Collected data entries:
[Start of section]
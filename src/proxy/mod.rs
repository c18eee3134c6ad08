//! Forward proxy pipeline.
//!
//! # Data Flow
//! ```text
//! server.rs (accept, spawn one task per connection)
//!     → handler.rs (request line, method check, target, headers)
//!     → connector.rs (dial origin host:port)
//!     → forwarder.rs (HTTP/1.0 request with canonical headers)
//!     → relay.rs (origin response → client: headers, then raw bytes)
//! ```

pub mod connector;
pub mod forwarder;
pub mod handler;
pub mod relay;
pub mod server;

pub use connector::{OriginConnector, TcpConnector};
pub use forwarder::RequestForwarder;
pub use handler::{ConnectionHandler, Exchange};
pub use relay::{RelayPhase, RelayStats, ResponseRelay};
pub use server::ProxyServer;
[End of section]
Each line above that contains "connector" must be copied out.

//!     → connector.rs (dial origin host:port)
pub mod connector;
pub use connector::{OriginConnector, TcpConnector};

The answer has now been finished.